Он взял голубую и красную краски и положил их одну рядом с другой, изображая глаза ангела. И я увидел, что они получились цвета фиалки.

— Я работаю с чем-то похожим на словарь красок, — добавил Никон, — а зритель из слов этого словаря сам составляет фразы и книги, то есть картины. Так бы мог делать и ты, когда пишешь. Почему бы тебе не собрать словарь слов, которые составили бы одну книгу, и не дать возможность читателю самому построить из этих слов свое целое?

Потом Никон Севаст повернулся к окну и показал кисточкой на поле, протянувшееся перед монастырем Св. Николая, сказав:

— Ты видишь эту борозду? Ее пропахал не плуг. Это борозда от лая собак…
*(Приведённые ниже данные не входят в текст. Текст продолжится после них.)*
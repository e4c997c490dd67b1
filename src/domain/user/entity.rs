// src/domain/user/entity.rs
use crate::domain::user::value_objects::{PasswordHash, UserId, Username};
use chrono::{DateTime, Utc};

#[derive(Debug, Clone)]
pub struct User {
    pub id: UserId,
    pub username: Username,
    pub password_hash: PasswordHash,
    pub is_admin: bool,
    pub created_at: DateTime<Utc>,
}

impl User {
    pub fn promote(&mut self) {
        self.is_admin = true;
    }

    pub fn set_password(&mut self, password_hash: PasswordHash) {
        self.password_hash = password_hash;
    }
}

/// How a new account obtains administrator rights.
#[derive(Debug, Clone, Copy, PartialEq, Eq)]
pub enum AdminGrant {
    Never,
    Always,
    /// Only when no account exists yet. The store decides this in the same
    /// write as the insert.
    IfFirstAccount,
}

impl AdminGrant {
    pub fn resolve(self, no_accounts_yet: bool) -> bool {
        match self {
            AdminGrant::Never => false,
            AdminGrant::Always => true,
            AdminGrant::IfFirstAccount => no_accounts_yet,
        }
    }
}

#[derive(Debug, Clone)]
pub struct NewUser {
    pub username: Username,
    pub password_hash: PasswordHash,
    pub admin: AdminGrant,
    pub created_at: DateTime<Utc>,
}

impl NewUser {
    pub fn writer(
        username: Username,
        password_hash: PasswordHash,
        created_at: DateTime<Utc>,
    ) -> Self {
        Self {
            username,
            password_hash,
            admin: AdminGrant::Never,
            created_at,
        }
    }

    pub fn admin(
        username: Username,
        password_hash: PasswordHash,
        created_at: DateTime<Utc>,
    ) -> Self {
        Self {
            admin: AdminGrant::Always,
            ..Self::writer(username, password_hash, created_at)
        }
    }

    /// Open registration: the very first account becomes the administrator.
    pub fn self_registered(
        username: Username,
        password_hash: PasswordHash,
        created_at: DateTime<Utc>,
    ) -> Self {
        Self {
            admin: AdminGrant::IfFirstAccount,
            ..Self::writer(username, password_hash, created_at)
        }
    }
}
Потом Никон задумался и сказал сам себе:

— Раз у меня, левши, так получается правой, то что я сделаю левой! — и переложил кисть в левую руку…

Эта весть мгновенно разнеслась по монастырям, и все ужаснулись, уверенные, что Никон Севаст вернулся к Сатане и будет наказан. Во всяком случае уши его стали опять острыми как нож, даже говорили — этим ухом можно кусок хлеба отрезать! Но мастерство его осталось таким же, левой он писал так же, как и правой, ничего не изменилось, заклятие архангела не сбылось. Как-то утром Никон Севаст ждал игумена из монастыря Благовещения, который должен был прийти договариваться с ним о росписи царских врат. Но ни в тот, ни на следующий день из Благовещения никто не появился. Тогда Севаст как будто вспомнил что-то, прочел пятый „Отче наш“, который читают за упокой душ самоубийц, и отправился в этот монастырь сам. Там перед церковью увидел он игумена и окликнул его, по своему обыкновению назвав собственным именем:

— Севаст, Севаст, что случилось?

Старец, не говоря ни слова, повел его в келью и показал на молодого, как голод, живописца, который расписывал створку врат. Никон взглянул на работу и остолбенел. Юноша взмахивал бровями, как крыльями, и писал так же хорошо, как и Никон. Не лучше, но и не хуже. И тогда Никон понял, в чем состояло заклятие. Потом он услышал, что в церкви в Прняворе работает другой юноша, работает так же хорошо, как Никон Севаст. И оказалось, что это так и есть. Вскоре после этого и другие, более старые живописцы и иконописцы — один за другим, будто отчаливая от пристани и выгребая на большую воду, — начали писать все лучше и лучше и приближаться в своем умении к Никону Севасту, который раньше был для них недостижимым образцом. Так озарились и обновились стены всех монастырей ущелья, и Никон вернулся туда же, откуда он начал движение от левой к правой руке. Тут только он в полной мере понял, как наказан. Не выдержав этого, он сказал:

— Зачем мне быть таким же иконописцем, как остальные? Теперь каждый может писать, как я…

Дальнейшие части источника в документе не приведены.